* [EXERCISE MATERIAL]:
• • • • •
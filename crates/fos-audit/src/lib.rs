//! fOS Audit
//!
//! Keyboard and mobile accessibility audits driven through focus shifts.
//!
//! The engine never sees the page's element list up front. It presses
//! Tab/Shift+Tab through a [`FocusHost`], observes what receives focus, and
//! works out loop closure and keyboard traps online. Stateless classifiers
//! grade what it observes against WCAG-derived rules.
//!
//! Features:
//! - Cycle-aware focus walks with explicit step budgets
//! - Keyboard trap detection in both directions
//! - Focus indicator, touch target, form input, viewport, and menu checks
//! - Concurrent audits of independent sessions
//!
//! # Example
//! ```rust,ignore
//! use fos_audit::{AuditConfig, DeviceProfile, PageAudit, Session, SimulatedHost};
//!
//! let config = AuditConfig::default();
//! let mut session = Session::new(host, DeviceProfile::iphone_15(), config.settle_timeout());
//! let report = smol::block_on(PageAudit::new(&config).report(&mut session));
//! ```

pub mod audit;
pub mod classify;
pub mod config;
pub mod css_value;
pub mod host;
pub mod session;
pub mod sim;
pub mod snapshot;
pub mod trap;
pub mod verdict;
pub mod walker;

pub use audit::{audit_sessions, KeyboardAudit, MobileAudit, PageAudit, KEYBOARD_CHECKS, MOBILE_CHECKS};
pub use config::{AuditConfig, ConfigError, MatchMode};
pub use host::{Direction, ElementQuery, FocusHost, HostError, LayoutMetrics};
pub use session::{DeviceProfile, Session};
pub use sim::{PageFixture, SimulatedHost};
pub use snapshot::{Geometry, NodeIdentity, NodeSnapshot, Role};
pub use trap::{Trap, TrapClassifier, TrapSignal};
pub use verdict::{AuditReport, Check, ReportSink, Status, Verdict};
pub use walker::{CycleAwareWalker, Step, Termination, Walk, WalkState};

/// Crate version
pub const VERSION: &str = env!("CARGO_PKG_VERSION");

/// Audit setup error
#[derive(Debug, thiserror::Error)]
pub enum AuditError {
    #[error("Configuration error: {0}")]
    Config(#[from] ConfigError),

    #[error("Invalid page fixture: {0}")]
    Fixture(#[from] serde_json::Error),

    #[error("Host error: {0}")]
    Host(#[from] HostError),
}

/// Audit a JSON page fixture on each device, one session per device.
///
/// The viewport of every session is set to its device before the checks run.
pub fn audit_fixture(
    fixture: &str,
    config: &AuditConfig,
    devices: &[DeviceProfile],
) -> Result<Vec<AuditReport>, AuditError> {
    config.validate()?;
    let fixture = PageFixture::from_json(fixture)?;
    tracing::info!("Auditing {} on {} device(s)", fixture.url, devices.len());

    let mut sessions = Vec::with_capacity(devices.len());
    for device in devices {
        let mut session = Session::new(
            SimulatedHost::from_fixture(fixture.clone()),
            device.clone(),
            config.settle_timeout(),
        );
        smol::block_on(session.resize(device.width, device.height))?;
        sessions.push(session);
    }

    Ok(audit_sessions(&PageAudit::new(config), sessions))
}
• • • • •
* [DIRECTIONS FOR THIS TASK]:
Write out the listing's lines exactly, from its first line through the line that contains "pub mod classify;", and stop there.

* [YOUR RESPONSE]:
filename crates/fos-audit/src/lib.rs
//! fOS Audit
//!
//! Keyboard and mobile accessibility audits driven through focus shifts.
//!
//! The engine never sees the page's element list up front. It presses
//! Tab/Shift+Tab through a [`FocusHost`], observes what receives focus, and
//! works out loop closure and keyboard traps online. Stateless classifiers
//! grade what it observes against WCAG-derived rules.
//!
//! Features:
//! - Cycle-aware focus walks with explicit step budgets
//! - Keyboard trap detection in both directions
//! - Focus indicator, touch target, form input, viewport, and menu checks
//! - Concurrent audits of independent sessions
//!
//! # Example
//! ```rust,ignore
//! use fos_audit::{AuditConfig, DeviceProfile, PageAudit, Session, SimulatedHost};
//!
//! let config = AuditConfig::default();
//! let mut session = Session::new(host, DeviceProfile::iphone_15(), config.settle_timeout());
//! let report = smol::block_on(PageAudit::new(&config).report(&mut session));
//! ```

pub mod audit;
pub mod classify;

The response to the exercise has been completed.